[Saved data entries]
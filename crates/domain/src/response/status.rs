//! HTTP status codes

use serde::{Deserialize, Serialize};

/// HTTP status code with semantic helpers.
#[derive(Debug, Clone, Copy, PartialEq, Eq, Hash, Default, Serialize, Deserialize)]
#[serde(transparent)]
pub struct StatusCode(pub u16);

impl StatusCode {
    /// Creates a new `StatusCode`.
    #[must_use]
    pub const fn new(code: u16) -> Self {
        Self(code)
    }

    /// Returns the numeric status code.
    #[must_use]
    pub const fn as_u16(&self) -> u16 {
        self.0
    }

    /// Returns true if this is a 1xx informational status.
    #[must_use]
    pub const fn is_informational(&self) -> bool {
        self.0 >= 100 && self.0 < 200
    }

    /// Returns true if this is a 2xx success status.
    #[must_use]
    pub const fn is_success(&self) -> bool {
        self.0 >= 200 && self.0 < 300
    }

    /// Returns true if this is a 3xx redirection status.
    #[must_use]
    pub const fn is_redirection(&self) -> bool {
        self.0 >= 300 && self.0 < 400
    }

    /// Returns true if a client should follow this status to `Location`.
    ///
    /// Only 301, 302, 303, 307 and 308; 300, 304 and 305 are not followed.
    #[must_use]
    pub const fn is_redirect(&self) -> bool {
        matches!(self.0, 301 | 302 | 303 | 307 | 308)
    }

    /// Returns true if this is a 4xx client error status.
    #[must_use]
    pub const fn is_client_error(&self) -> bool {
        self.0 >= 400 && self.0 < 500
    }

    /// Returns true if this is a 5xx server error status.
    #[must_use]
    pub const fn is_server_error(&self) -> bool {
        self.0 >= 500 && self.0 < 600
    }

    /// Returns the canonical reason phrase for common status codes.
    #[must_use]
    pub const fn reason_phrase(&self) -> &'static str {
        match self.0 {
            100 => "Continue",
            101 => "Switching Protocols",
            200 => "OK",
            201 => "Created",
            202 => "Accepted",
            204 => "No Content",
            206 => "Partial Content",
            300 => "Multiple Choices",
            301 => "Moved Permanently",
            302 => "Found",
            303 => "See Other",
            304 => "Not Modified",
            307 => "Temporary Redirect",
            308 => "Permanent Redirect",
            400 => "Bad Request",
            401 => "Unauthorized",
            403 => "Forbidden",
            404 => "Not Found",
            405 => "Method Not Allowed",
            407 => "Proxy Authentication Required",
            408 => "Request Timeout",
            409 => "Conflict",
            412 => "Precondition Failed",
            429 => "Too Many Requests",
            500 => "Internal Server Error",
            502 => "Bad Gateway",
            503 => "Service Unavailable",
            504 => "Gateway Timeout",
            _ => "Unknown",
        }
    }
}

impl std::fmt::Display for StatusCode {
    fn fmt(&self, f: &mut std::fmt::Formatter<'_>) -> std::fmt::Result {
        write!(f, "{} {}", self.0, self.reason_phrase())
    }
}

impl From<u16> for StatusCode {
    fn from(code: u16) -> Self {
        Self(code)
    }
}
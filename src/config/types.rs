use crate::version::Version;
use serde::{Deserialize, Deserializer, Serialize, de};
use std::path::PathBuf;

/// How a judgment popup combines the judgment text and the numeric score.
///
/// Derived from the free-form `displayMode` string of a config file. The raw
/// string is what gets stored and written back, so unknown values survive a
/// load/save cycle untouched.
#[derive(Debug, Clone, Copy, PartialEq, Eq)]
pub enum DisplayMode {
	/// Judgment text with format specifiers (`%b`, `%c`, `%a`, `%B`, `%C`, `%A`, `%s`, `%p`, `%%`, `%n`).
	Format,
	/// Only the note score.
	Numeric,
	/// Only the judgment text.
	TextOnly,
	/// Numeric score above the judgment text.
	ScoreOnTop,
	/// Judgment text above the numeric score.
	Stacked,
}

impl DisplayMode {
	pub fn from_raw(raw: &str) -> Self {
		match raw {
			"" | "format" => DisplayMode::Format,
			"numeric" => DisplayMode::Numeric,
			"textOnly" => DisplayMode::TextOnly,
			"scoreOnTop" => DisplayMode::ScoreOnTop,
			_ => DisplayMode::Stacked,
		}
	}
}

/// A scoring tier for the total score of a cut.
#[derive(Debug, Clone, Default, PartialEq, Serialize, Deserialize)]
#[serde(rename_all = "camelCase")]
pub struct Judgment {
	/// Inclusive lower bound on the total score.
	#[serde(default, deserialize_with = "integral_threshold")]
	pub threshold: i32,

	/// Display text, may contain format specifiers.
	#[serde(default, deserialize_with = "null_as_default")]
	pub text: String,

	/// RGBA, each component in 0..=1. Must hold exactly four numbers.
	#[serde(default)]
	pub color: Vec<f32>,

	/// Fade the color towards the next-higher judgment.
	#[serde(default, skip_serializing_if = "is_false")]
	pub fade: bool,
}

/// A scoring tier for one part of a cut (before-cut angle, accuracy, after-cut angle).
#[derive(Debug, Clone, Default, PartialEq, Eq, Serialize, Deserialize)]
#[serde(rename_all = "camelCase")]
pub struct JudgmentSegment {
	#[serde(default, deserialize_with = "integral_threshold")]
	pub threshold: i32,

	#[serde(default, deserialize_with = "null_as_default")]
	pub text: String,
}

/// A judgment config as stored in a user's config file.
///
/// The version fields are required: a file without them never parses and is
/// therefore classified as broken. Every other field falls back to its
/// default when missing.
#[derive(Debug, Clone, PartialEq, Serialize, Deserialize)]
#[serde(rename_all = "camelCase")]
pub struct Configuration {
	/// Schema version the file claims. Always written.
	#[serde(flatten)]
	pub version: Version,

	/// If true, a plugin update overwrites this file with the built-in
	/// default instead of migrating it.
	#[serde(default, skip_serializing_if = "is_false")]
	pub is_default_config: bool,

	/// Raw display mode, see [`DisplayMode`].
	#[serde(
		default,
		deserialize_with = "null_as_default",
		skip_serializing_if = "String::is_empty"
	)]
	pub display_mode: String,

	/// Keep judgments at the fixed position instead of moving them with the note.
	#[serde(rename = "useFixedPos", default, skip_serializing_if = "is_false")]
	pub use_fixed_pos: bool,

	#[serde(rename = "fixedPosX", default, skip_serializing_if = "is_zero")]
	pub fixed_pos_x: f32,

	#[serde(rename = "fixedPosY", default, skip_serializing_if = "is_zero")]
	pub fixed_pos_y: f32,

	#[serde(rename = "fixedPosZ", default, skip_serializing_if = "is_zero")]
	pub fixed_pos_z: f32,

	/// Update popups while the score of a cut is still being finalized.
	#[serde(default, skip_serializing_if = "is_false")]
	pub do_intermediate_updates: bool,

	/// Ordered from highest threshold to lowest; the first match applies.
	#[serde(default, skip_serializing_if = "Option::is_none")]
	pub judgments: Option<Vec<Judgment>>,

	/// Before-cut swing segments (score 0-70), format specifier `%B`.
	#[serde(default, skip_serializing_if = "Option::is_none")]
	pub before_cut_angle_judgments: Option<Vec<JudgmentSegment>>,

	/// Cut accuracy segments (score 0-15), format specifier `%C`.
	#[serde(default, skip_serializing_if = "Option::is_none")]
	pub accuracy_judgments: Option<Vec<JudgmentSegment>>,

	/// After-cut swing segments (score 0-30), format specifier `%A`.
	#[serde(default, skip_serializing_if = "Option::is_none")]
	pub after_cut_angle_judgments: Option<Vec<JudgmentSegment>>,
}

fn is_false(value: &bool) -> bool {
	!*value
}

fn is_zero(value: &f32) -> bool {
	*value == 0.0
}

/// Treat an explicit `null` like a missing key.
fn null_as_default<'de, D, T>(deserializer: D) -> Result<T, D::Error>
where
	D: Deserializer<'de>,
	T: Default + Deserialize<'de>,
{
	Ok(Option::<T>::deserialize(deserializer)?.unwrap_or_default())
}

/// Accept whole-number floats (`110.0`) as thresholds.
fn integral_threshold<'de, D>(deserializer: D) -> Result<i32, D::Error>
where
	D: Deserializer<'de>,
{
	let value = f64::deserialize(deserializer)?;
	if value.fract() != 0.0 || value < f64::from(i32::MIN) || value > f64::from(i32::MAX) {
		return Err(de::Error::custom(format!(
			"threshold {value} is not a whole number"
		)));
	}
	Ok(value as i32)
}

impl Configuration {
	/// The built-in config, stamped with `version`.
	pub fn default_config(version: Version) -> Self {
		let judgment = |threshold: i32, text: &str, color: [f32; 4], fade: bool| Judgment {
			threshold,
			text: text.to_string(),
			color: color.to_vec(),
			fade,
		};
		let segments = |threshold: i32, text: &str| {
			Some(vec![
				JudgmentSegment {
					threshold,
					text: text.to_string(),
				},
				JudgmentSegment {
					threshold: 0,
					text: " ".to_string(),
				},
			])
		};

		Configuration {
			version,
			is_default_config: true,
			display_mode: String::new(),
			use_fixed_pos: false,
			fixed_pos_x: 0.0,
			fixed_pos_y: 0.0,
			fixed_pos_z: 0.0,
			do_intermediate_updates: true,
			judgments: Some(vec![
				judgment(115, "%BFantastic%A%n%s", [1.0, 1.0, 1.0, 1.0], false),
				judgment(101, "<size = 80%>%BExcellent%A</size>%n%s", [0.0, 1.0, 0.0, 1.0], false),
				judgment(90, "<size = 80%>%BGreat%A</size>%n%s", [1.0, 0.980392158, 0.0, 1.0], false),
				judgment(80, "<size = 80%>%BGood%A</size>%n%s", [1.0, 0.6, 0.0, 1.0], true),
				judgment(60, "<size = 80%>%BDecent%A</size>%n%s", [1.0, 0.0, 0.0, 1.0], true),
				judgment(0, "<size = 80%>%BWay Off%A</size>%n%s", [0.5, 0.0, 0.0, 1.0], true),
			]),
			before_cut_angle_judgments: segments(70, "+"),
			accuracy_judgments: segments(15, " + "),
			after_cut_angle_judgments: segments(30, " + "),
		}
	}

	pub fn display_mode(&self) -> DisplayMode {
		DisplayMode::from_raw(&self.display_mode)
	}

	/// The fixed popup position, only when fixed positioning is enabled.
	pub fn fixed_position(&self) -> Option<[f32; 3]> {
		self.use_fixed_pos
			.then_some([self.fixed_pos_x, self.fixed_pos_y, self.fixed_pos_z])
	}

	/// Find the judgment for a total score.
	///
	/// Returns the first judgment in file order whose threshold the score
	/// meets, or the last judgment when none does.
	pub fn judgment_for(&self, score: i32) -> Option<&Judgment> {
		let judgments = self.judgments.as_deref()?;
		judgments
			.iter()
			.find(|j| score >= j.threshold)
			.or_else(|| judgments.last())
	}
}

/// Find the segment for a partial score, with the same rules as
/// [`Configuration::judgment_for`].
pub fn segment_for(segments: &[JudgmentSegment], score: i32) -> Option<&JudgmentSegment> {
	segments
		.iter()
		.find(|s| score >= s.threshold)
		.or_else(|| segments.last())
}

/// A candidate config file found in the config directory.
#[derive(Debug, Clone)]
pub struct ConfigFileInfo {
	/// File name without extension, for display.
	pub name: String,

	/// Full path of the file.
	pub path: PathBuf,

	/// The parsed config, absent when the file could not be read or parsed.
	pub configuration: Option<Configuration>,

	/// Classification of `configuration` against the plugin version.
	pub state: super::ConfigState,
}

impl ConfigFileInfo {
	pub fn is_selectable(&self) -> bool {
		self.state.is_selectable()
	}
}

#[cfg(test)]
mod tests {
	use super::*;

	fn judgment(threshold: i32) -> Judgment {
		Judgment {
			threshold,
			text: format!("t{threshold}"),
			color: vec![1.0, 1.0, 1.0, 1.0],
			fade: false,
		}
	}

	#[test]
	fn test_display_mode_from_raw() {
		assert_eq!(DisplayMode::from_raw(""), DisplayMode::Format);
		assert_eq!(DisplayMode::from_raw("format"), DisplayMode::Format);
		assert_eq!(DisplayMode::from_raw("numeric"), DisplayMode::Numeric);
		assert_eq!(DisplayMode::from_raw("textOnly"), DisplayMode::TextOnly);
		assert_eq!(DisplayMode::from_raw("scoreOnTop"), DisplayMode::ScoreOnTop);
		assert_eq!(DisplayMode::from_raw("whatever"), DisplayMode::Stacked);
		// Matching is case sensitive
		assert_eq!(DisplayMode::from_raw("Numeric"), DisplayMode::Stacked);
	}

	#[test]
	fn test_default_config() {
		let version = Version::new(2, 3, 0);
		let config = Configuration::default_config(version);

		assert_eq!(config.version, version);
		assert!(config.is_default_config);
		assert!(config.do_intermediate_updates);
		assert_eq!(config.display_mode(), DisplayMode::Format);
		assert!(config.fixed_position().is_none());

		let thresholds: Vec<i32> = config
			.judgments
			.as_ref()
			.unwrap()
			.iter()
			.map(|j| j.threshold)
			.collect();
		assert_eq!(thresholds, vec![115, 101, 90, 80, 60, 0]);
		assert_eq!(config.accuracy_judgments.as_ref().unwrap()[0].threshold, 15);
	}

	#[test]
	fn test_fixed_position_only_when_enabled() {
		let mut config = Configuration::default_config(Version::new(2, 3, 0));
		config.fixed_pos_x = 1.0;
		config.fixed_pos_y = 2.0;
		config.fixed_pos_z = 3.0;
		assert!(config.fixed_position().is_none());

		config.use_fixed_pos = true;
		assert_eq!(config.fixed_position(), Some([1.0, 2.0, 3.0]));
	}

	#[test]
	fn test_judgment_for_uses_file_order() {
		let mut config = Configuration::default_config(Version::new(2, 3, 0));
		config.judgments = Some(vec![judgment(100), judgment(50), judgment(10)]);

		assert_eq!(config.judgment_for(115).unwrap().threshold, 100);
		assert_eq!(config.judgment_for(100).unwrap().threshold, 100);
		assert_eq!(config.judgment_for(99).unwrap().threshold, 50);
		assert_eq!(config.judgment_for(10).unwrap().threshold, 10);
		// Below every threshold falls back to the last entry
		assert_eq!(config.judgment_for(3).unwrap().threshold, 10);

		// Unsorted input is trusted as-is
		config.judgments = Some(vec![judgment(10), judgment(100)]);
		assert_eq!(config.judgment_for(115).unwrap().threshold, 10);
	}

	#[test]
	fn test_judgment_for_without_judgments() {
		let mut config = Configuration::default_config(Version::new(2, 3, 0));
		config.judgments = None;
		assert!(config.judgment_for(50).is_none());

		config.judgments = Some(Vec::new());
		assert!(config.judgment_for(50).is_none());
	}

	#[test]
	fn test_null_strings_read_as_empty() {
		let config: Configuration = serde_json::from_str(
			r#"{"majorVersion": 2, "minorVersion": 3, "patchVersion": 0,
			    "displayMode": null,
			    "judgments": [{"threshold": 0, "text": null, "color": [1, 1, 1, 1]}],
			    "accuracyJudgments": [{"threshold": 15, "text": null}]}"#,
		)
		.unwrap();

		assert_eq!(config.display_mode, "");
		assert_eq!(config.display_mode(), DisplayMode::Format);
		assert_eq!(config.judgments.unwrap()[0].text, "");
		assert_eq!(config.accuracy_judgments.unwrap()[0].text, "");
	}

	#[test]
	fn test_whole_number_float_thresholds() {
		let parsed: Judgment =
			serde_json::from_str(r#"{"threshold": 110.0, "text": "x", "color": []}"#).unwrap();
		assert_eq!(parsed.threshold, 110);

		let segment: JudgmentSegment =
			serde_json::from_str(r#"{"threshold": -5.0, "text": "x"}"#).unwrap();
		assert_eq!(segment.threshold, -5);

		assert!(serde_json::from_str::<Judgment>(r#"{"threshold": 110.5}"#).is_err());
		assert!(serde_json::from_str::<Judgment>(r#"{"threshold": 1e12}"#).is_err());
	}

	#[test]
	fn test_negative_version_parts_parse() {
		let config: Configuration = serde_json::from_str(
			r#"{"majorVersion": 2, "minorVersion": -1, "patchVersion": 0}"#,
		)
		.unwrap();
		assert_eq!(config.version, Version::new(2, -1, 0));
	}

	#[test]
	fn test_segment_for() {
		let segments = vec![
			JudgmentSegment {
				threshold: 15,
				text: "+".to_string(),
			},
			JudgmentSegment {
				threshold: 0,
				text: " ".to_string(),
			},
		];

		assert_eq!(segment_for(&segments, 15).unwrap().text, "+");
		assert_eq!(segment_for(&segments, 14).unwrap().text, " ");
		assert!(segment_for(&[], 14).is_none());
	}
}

---

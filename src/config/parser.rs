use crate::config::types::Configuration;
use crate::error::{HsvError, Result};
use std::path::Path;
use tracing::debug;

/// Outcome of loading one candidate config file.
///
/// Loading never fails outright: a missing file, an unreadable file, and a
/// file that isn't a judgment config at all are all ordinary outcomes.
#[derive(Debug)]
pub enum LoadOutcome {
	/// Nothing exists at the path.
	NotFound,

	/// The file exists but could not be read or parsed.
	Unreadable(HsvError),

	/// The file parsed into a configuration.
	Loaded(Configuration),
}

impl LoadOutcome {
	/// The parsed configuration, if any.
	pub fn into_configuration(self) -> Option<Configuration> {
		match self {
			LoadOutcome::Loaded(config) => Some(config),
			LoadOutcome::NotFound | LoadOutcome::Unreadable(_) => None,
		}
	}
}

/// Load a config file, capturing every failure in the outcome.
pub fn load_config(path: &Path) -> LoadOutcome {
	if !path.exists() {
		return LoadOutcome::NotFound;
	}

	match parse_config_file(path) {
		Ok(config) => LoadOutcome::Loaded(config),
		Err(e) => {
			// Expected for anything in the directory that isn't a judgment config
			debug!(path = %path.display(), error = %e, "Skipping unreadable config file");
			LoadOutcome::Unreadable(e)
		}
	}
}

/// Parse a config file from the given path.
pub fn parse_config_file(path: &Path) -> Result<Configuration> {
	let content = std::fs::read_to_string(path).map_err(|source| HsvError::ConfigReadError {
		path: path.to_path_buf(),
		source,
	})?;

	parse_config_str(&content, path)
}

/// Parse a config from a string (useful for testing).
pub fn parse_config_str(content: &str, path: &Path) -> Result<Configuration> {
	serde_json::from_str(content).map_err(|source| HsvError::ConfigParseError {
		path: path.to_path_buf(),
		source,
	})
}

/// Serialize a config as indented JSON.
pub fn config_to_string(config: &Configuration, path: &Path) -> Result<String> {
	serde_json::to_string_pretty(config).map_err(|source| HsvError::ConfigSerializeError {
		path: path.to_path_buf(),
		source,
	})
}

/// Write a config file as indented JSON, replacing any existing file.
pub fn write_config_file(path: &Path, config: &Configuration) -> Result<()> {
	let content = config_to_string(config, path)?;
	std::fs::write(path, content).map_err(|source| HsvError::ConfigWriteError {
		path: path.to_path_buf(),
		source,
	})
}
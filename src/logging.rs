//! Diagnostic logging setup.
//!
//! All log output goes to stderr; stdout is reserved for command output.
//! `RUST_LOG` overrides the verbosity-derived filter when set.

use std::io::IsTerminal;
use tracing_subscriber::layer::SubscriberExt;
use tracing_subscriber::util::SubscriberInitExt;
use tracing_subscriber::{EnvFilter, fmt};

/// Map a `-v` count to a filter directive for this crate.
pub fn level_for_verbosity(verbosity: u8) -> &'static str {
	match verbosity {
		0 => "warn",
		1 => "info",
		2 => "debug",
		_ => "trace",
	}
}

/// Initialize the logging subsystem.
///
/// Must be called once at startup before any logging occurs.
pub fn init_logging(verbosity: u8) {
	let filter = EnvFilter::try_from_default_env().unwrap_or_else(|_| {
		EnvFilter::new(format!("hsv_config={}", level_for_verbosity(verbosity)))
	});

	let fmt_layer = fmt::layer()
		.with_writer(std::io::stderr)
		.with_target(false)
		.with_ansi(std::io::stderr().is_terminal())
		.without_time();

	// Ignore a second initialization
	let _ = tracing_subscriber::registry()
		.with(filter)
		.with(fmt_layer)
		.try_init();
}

* **INSTRUCTIONS FOR THE TASK**
Search the records for the string "TextOnly" and return every line in which it occurs.

* **WORKED SOLUTION**
	TextOnly,
			"textOnly" => DisplayMode::TextOnly,
		assert_eq!(DisplayMode::from_raw("textOnly"), DisplayMode::TextOnly);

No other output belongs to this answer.